* **WHAT IS EXPECTED**: Pick every line out of the entries below that holds the string "Value", and report them.

· · · ·

//! Shared fixtures for the integration tests
#![allow(dead_code)]

use async_trait::async_trait;
use axum::body::Body;
use axum::http::{Method, Request, StatusCode};
use axum::Router;
use chrono::{DateTime, Duration, TimeZone, Utc};
use http_body_util::BodyExt;
use loyalty_points_engine::api::{self, AppState, ACTOR_ID_HEADER, ACTOR_ROLE_HEADER};
use loyalty_points_engine::core::{
    EngineConfig, InMemoryLedgerStore, LedgerStore, LoyaltyEngine, RetryPolicy, Versioned,
};
use loyalty_points_engine::types::{Member, StoreError, Transaction};
use serde_json::Value;
use std::collections::HashSet;
use std::sync::atomic::{AtomicU32, Ordering};
use std::sync::{Arc, Mutex};
use tower::ServiceExt;

pub fn base_time() -> DateTime<Utc> {
    Utc.with_ymd_and_hms(2026, 3, 1, 12, 0, 0).unwrap()
}

/// Pending transaction `transactions/{doc_id}` with transaction id `TX-{doc_id}`
pub fn pending_tx(doc_id: &str, member_id: &str, points: i64, minutes_after_base: i64) -> Transaction {
    let mut tx = Transaction::pending(
        doc_id,
        format!("transactions/{}", doc_id),
        format!("TX-{}", doc_id),
        member_id,
        points,
        base_time() + Duration::minutes(minutes_after_base),
    );
    tx.store_location = "Downtown".to_string();
    tx.amount = points * 100;
    tx
}

pub fn doc_path(doc_id: &str) -> String {
    format!("transactions/{}", doc_id)
}

/// Engine config with no backoff sleeps and a generous retry budget
pub fn fast_config() -> EngineConfig {
    EngineConfig {
        retry: RetryPolicy::new(64, std::time::Duration::ZERO, std::time::Duration::ZERO),
        ..EngineConfig::default()
    }
}

pub fn engine_over(store: Arc<dyn LedgerStore>) -> LoyaltyEngine {
    LoyaltyEngine::new(store, fast_config())
}

pub fn test_app(store: Arc<dyn LedgerStore>) -> Router {
    api::router(AppState::new(
        engine_over(store),
        vec!["admin".to_string(), "staff".to_string()],
    ))
}

/// Build a request; `actor` is `(id, role)`
pub fn request(method: Method, uri: &str, body: Option<Value>, actor: Option<(&str, &str)>) -> Request<Body> {
    let mut builder = Request::builder().method(method).uri(uri);
    if let Some((id, role)) = actor {
        builder = builder.header(ACTOR_ID_HEADER, id).header(ACTOR_ROLE_HEADER, role);
    }
    match body {
        Some(json) => builder
            .header("content-type", "application/json")
            .body(Body::from(json.to_string()))
            .unwrap(),
        None => builder.body(Body::empty()).unwrap(),
    }
}

pub const STAFF: Option<(&str, &str)> = Some(("staff-1", "staff"));

/// Send one request and decode the JSON response body
pub async fn send(app: &Router, request: Request<Body>) -> (StatusCode, Value) {
    let response = app.clone().oneshot(request).await.unwrap();
    let status = response.status();
    let bytes = response.into_body().collect().await.unwrap().to_bytes();
    let body = if bytes.is_empty() {
        Value::Null
    } else {
        serde_json::from_slice(&bytes).unwrap()
    };
    (status, body)
}

/// Wraps an in-memory store, injecting failures into member writes
///
/// - members in `failing_members` get `Unavailable` on every `put_member`
/// - `conflicts` forces that many `Conflict` results on `put_member` before
///   writes go through
#[derive(Debug)]
pub struct FaultyStore {
    pub inner: Arc<InMemoryLedgerStore>,
    failing_members: Mutex<HashSet<String>>,
    conflicts: AtomicU32,
    member_writes: AtomicU32,
}

impl FaultyStore {
    pub fn new(inner: Arc<InMemoryLedgerStore>) -> Self {
        Self {
            inner,
            failing_members: Mutex::new(HashSet::new()),
            conflicts: AtomicU32::new(0),
            member_writes: AtomicU32::new(0),
        }
    }

    pub fn seeded(members: Vec<Member>, transactions: Vec<Transaction>) -> Self {
        Self::new(Arc::new(InMemoryLedgerStore::seeded(members, transactions)))
    }

    pub fn fail_member_writes(&self, member_id: &str) {
        self.failing_members.lock().unwrap().insert(member_id.to_string());
    }

    pub fn heal(&self) {
        self.failing_members.lock().unwrap().clear();
    }

    pub fn inject_conflicts(&self, count: u32) {
        self.conflicts.store(count, Ordering::SeqCst);
    }

    /// Member writes attempted, including injected failures
    pub fn member_writes(&self) -> u32 {
        self.member_writes.load(Ordering::SeqCst)
    }
}

#[async_trait]
impl LedgerStore for FaultyStore {
    async fn get_member(&self, member_id: &str) -> Result<Option<Versioned<Member>>, StoreError> {
        self.inner.get_member(member_id).await
    }

    async fn put_member(&self, member: Member, expected_version: Option<u64>) -> Result<u64, StoreError> {
        self.member_writes.fetch_add(1, Ordering::SeqCst);
        let failing = self.failing_members.lock().unwrap().contains(&member.id);
        if failing {
            return Err(StoreError::unavailable(format!("injected failure for {}", member.id)));
        }
        let injected = self
            .conflicts
            .fetch_update(Ordering::SeqCst, Ordering::SeqCst, |n| n.checked_sub(1))
            .is_ok();
        if injected {
            return Err(StoreError::conflict(&member.id));
        }
        self.inner.put_member(member, expected_version).await
    }

    async fn get_transaction(&self, doc_path: &str) -> Result<Option<Versioned<Transaction>>, StoreError> {
        self.inner.get_transaction(doc_path).await
    }

    async fn put_transaction(
        &self,
        transaction: Transaction,
        expected_version: Option<u64>,
    ) -> Result<u64, StoreError> {
        self.inner.put_transaction(transaction, expected_version).await
    }

    async fn scan_transactions(&self, cap: usize) -> Result<Vec<Transaction>, StoreError> {
        self.inner.scan_transactions(cap).await
    }
}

· · · ·

* **SOLUTION BELOW**:
use serde_json::Value;
pub fn request(method: Method, uri: &str, body: Option<Value>, actor: Option<(&str, &str)>) -> Request<Body> {
pub async fn send(app: &Router, request: Request<Body>) -> (StatusCode, Value) {
        Value::Null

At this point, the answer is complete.